Study site description and precipitation information for the six study sites.a
Soil information for the six study sites.a,b
At each of six sites, two 11- by 52-m, simulated pipeline disturbances were created in late August 2008. A bulldozer was used to scrape the vegetation, pile it off-site, scrape 15 cm of topsoil, and stockpile topsoil in windrows less than 2 m high. A backhoe was used to create 1-m-deep trenches, which were left open for 2 wk before being refilled, to mimic the typical duration of pipeline installation (Figure 2). Stockpiled topsoil was spread evenly over each site in mid September 2008.
The study design is a factorial split-plot experiment with two levels of herbicide (herbicide applied or no herbicide) crossed with five levels of tillage. Each pipeline disturbance was a whole plot, and herbicide treatments were randomly assigned to whole plots, which were separated by 15 m to minimize the effects of herbicide drift. Tillage treatments (control, disked, rolled, disked/rolled, or rolled with vibratory drum) were randomly assigned to subplots within whole plots. Subplots measured 11 by 10 m.

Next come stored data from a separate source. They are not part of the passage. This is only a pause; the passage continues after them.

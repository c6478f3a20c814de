use std::collections::HashMap;

use async_trait::async_trait;

use crate::error::TornadoError;
use crate::http::{
    DynHttpTransport, ensure_stream_success, ensure_success, parse_json, post_json_stream_with_headers,
    post_json_with_headers,
};
use crate::provider::{ChatProvider, ChatStream, resolve_model, versioned_endpoint};
use crate::types::{CapabilityDescriptor, ChatRequest, ChatResult};

use super::error::parse_anthropic_error;
use super::request::build_anthropic_body;
use super::response::map_response;
use super::stream::create_stream;
use super::types::AnthropicMessageResponse;

const DEFAULT_BASE_URL: &str = "https://api.anthropic.com";
const DEFAULT_VERSION: &str = "2023-06-01";

/// Anthropic Messages API provider.
pub struct AnthropicMessagesProvider {
    pub(crate) transport: DynHttpTransport,
    pub(crate) base_url: String,
    pub(crate) api_key: String,
    pub(crate) version: String,
    pub(crate) beta: Option<String>,
    pub(crate) default_model: Option<String>,
}

impl AnthropicMessagesProvider {
    pub fn new(transport: DynHttpTransport, api_key: impl Into<String>) -> Self {
        Self {
            transport,
            base_url: DEFAULT_BASE_URL.to_string(),
            api_key: api_key.into(),
            version: DEFAULT_VERSION.to_string(),
            beta: None,
            default_model: None,
        }
    }

    /// Points the provider at a proxy or compatible gateway.
    pub fn with_base_url(mut self, base_url: impl Into<String>) -> Self {
        self.base_url = base_url.into();
        self
    }

    /// Overrides the `anthropic-version` header.
    pub fn with_version(mut self, version: impl Into<String>) -> Self {
        self.version = version.into();
        self
    }

    /// Sets `anthropic-beta`; several betas are comma separated.
    pub fn with_beta(mut self, beta: impl Into<String>) -> Self {
        self.beta = Some(beta.into());
        self
    }

    pub fn with_default_model(mut self, model: impl Into<String>) -> Self {
        self.default_model = Some(model.into());
        self
    }

    pub fn endpoint(&self) -> String {
        versioned_endpoint(&self.base_url, "v1", "messages")
    }

    fn build_headers(&self) -> HashMap<String, String> {
        let mut headers = HashMap::new();
        headers.insert("x-api-key".to_string(), self.api_key.clone());
        headers.insert("anthropic-version".to_string(), self.version.clone());
        if let Some(beta) = &self.beta {
            headers.insert("anthropic-beta".to_string(), beta.clone());
        }
        headers
    }

    fn build_request_body(
        &self,
        request: &ChatRequest,
        stream: bool,
    ) -> Result<serde_json::Value, TornadoError> {
        let model = resolve_model(request, self.default_model.as_deref(), self.name())?;
        build_anthropic_body(request, &model, stream)
    }
}

#[async_trait]
impl ChatProvider for AnthropicMessagesProvider {
    async fn chat(&self, request: ChatRequest) -> Result<ChatResult, TornadoError> {
        let body = self.build_request_body(&request, false)?;
        let endpoint = self.endpoint();
        tracing::debug!(provider = self.name(), endpoint = %endpoint, "sending chat request");
        let response =
            post_json_with_headers(self.transport.as_ref(), &endpoint, self.build_headers(), &body)
                .await?;
        let text = ensure_success(response, parse_anthropic_error)?;
        let parsed: AnthropicMessageResponse = parse_json(self.name(), &text)?;
        Ok(map_response(parsed, self.name(), &endpoint))
    }

    async fn stream_chat(&self, request: ChatRequest) -> Result<ChatStream, TornadoError> {
        let body = self.build_request_body(&request, true)?;
        let endpoint = self.endpoint();
        tracing::debug!(provider = self.name(), endpoint = %endpoint, "opening chat stream");
        let response = post_json_stream_with_headers(
            self.transport.as_ref(),
            &endpoint,
            self.build_headers(),
            &body,
        )
        .await?;
        let response = ensure_stream_success(response, parse_anthropic_error).await?;
        Ok(create_stream(response.body, self.name(), &endpoint))
    }

    fn capabilities(&self) -> CapabilityDescriptor {
        CapabilityDescriptor {
            supports_stream: true,
            supports_image_input: true,
            supports_audio_input: false,
            supports_video_input: false,
            supports_tools: true,
            supports_structured_output: false,
            supports_parallel_tool_calls: true,
        }
    }

    fn name(&self) -> &'static str {
        "anthropic_messages"
    }
}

Tillage treatments were completed between mid September and early October 2008. In control plots, bulldozer and backhoe tracks from pipeline recontouring were left in place. Disked plots were disked to 10 cm with a minidisker pulled behind an all-terrain vehicle (ATV). Rolled plots received one pass with a heavy roller delivering a static load of 36.5 N cm−1. Disked/rolled plots were disked to 10 cm, then wetted to 1 cm using an ATV tow sprayer and rolled five times with a heavy roller delivering a static load of 36.5 N cm−1. The soil surface was left smooth and crusted with occasional ATV tracks. Vibratory-drum–rolled plots received four passes with a vibratory-drum roller (Wacker RD 12-90, Wacker Neuson, Munich, Germany), and the soil surface was left smooth. These treatments were selected to create a wide range of surface soil densities. The vibratory-drum treatment was not implemented at YC1 or YC2 because of access constraints.
Herbicide was applied between October 6, 2008, and October 22, 2008. Downy brome plants had either not emerged or were at the one-leaf stage (about 5 cm tall) at the time of application. Because a prior study had shown that postemergence application of imazapic was less effective for downy brome control (Kyser et al. 2007), glyphosate was also applied. A mixture of imazapic (in the form of its ammonium salt, Plateau, BASF Corporation, Ludwigshafen, Germany) at 105 g ai ha−1, glyphosate at 280 g ai ha−1 (Killzall, Hi-Yield, Voluntary Purchasing Groups, Inc., Bonham, TX), and methylated seed oil (2% v/v) were applied using an ATV tow sprayer with a boom (45-0424 sprayer, Agri-Fab, Sullivan, IL).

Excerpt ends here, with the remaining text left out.